La Gaceta Jurídica

Debate del desacato

…es esencial que los órganos del Estado abran el debate en torno a la figura de desacato que se encuentra en el Código Penal boliviano, fundamentalmente en torno a dos aristas de esta coyuntura, la modernización del mencionado compendio legal y que el gobierno ha aplicado en varias oportunidades esta tipificación.

La Gaceta Jurídica

00:00 / 28 de febrero de 2012

Es casi una necesidad para las administraciones de estado tener a mano normas que les garanticen “la obediencia” de la población, de acuerdo a  lo que cupe en una forma democrática de relación entre gobierno, poder y ciudadanía. Al respecto, es común que desde antiguo el régimen de Estado haya echado mano a medidas coercitivas, más que regulatorias, para que los súbditos se comporten como el soberano espera, lo que muchas veces tiene que ver más con los deseos que con la conveniencia para su gobierno.
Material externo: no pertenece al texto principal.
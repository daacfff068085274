use anyhow::{Context, Result, bail};
use image::RgbImage;
use serde::Deserialize;
use std::io::Read;
use std::path::Path;
use std::process::{Child, ChildStdout, Command, Stdio};

/// A sequential source of decoded frames.
pub trait FrameSource: Send {
    /// The next frame in capture order, or None at end of stream.
    fn next_frame(&mut self) -> Result<Option<RgbImage>>;
}

/// Stored-video decoder backed by an ffmpeg child process emitting raw
/// rgb24 frames on stdout. Handles any container/codec the local
/// ffmpeg build does, without linking libav into the binary.
pub struct VideoFileSource {
    child: Child,
    stdout: ChildStdout,
    width: u32,
    height: u32,
}

#[derive(Deserialize)]
struct ProbeOutput {
    #[serde(default)]
    streams: Vec<ProbeStream>,
}

#[derive(Deserialize)]
struct ProbeStream {
    width: Option<u32>,
    height: Option<u32>,
}

fn probe_dimensions(path: &Path) -> Result<(u32, u32)> {
    let output = Command::new("ffprobe")
        .args([
            "-v",
            "error",
            "-select_streams",
            "v:0",
            "-show_entries",
            "stream=width,height",
            "-of",
            "json",
        ])
        .arg(path)
        .stdin(Stdio::null())
        .output()
        .context("failed to run ffprobe")?;

    if !output.status.success() {
        bail!(
            "ffprobe rejected {}: {}",
            path.display(),
            String::from_utf8_lossy(&output.stderr).trim()
        );
    }

    let probe: ProbeOutput =
        serde_json::from_slice(&output.stdout).context("unparseable ffprobe output")?;
    probe
        .streams
        .iter()
        .find_map(|stream| Some((stream.width?, stream.height?)))
        .with_context(|| format!("no video stream in {}", path.display()))
}

impl VideoFileSource {
    pub fn open(path: impl AsRef<Path>) -> Result<Self> {
        let path = path.as_ref();
        let (width, height) = probe_dimensions(path)?;

        let mut child = Command::new("ffmpeg")
            .args(["-hide_banner", "-loglevel", "error", "-i"])
            .arg(path)
            .args(["-f", "rawvideo", "-pix_fmt", "rgb24", "-"])
            .stdin(Stdio::null())
            .stdout(Stdio::piped())
            .stderr(Stdio::null())
            .spawn()
            .context("failed to spawn ffmpeg decoder")?;

        let stdout = child
            .stdout
            .take()
            .context("ffmpeg decoder has no stdout")?;

        tracing::info!(path = %path.display(), width, height, "video decoder started");

        Ok(Self {
            child,
            stdout,
            width,
            height,
        })
    }

    pub fn dimensions(&self) -> (u32, u32) {
        (self.width, self.height)
    }
}

impl FrameSource for VideoFileSource {
    fn next_frame(&mut self) -> Result<Option<RgbImage>> {
        let frame_len = (self.width * self.height * 3) as usize;
        let mut pixels = vec![0u8; frame_len];
        let mut filled = 0;

        while filled < frame_len {
            let read = self
                .stdout
                .read(&mut pixels[filled..])
                .context("read from ffmpeg decoder failed")?;
            if read == 0 {
                if filled > 0 {
                    tracing::warn!(filled, frame_len, "truncated trailing frame discarded");
                }
                return Ok(None);
            }
            filled += read;
        }

        // from_raw only fails on a length mismatch, which we just filled.
        Ok(RgbImage::from_raw(self.width, self.height, pixels))
    }
}

impl Drop for VideoFileSource {
    fn drop(&mut self) {
        let _ = self.child.kill();
        let _ = self.child.wait();
    }
}

#[cfg(test)]
mod tests {
    use super::*;

    #[test]
    fn missing_file_fails_to_open() {
        assert!(VideoFileSource::open("/nonexistent/clip.mp4").is_err());
    }

    #[test]
    fn non_video_file_fails_to_open() {
        let dir = tempfile::tempdir().unwrap();
        let path = dir.path().join("not_a_video.mp4");
        std::fs::write(&path, b"plain text, no container").unwrap();
        assert!(VideoFileSource::open(&path).is_err());
    }
}
use std::env;

/// Deployment environment, selected by the `ENVIRONMENT` variable.
///
/// Controls log formatting: human-readable output in development, JSON
/// lines in production.
#[derive(Debug, Clone, Copy, PartialEq, Eq)]
pub enum Environment {
    Development,
    Production,
}

impl Environment {
    pub fn as_str(&self) -> &'static str {
        match self {
            Environment::Development => "development",
            Environment::Production => "production",
        }
    }

    pub fn from_env() -> Self {
        match env::var("ENVIRONMENT")
            .unwrap_or_else(|_| "development".to_string())
            .to_lowercase()
            .as_str()
        {
            "production" | "prod" => Environment::Production,
            _ => Environment::Development,
        }
    }
}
Al respecto, se debe aclarar que esta forma de relación es una de las consecuencias de la toma del poder mediante mecanismos también antiguos, como son la herencia o sucesión monárquica o la fuerza. Pero, en los tiempos modernos, por lo menos en los que tutelan el ordenamiento político administrativo de nuestro país, las autoridades del Estado o de los gobiernos locales están investidas por decisión popular, por lo tanto, reciben el denominativo de “mandatarios”, pues están enviados por el pueblo a esta misión.

En torno a estas consideraciones y en criterio de verificar la necesidad o no de disposiciones limitativas de la expresión, es esencial que los órganos del Estado abran el debate en torno a la figura de desacato que se encuentra en el Código Penal boliviano, fundamentalmente en torno a dos aristas de esta coyuntura. Una, la modernización del mencionado compendio legal, que se cumple a pasos lentos pero ahí está, y, dos, que el actual régimen de gobierno ha aplicado en varias oportunidades esta caracterización para sancionar expresiones de miembros de la oposición política, por ejemplo, asambleístas y gobernadores.

El debate debe ser encarado no solo como parte de las reformas al Código Penal, como señala que se hará en su momento la presidenta de la Cámara de Diputados, Rebeca Delgado, sino por la urgencia de identificar si este mecanismo es más bien una restricción de la fiscalización que deben cumplir los miembros del Órgano Legislativo o de otras instancias. Por este motivo, se debe también tomar en cuenta las aseveraciones de la Oficina en Bolivia del Alto Comisionado de las Naciones Unidas para los Derechos Humanos, que anteriormente recomendó al Estado “la despenalización del desacato, por ser violatorio de las garantías individuales y restringir la libertad de expresión de acuerdo a estándares internacionales”.

El delito de desacato es tipificado en el artículo 162 del Código Penal cuando alguien injuria, difama o calumnia a un funcionario público en el ejercicio de sus funciones por cualquier medio. Su penalización está enmarcada entre un mes a dos años de cárcel. Sin embargo, según entendidos en el tema, su vigencia sirve para la utilización política por cualquiera de los bandos que involucre. De esta forma, se puede entender que en casos ocurridos en el país el gobierno argumenta que no existe respeto a la autoridad y que esto genera insultos y acusaciones; por otra parte, la oposición considera que la aplicación de esta tipificación es persecución política.

Es en este sentido que se debe encontrar un mecanismo en el que las acusaciones o denuncias de fiscalización sean fundamentadas seriamente para que no se conviertan solo en insultos; asimismo, el régimen de Estado, cualquiera que sea, no debe sentirse agredido por cualquier opinión que surja y no corresponda a sus intereses.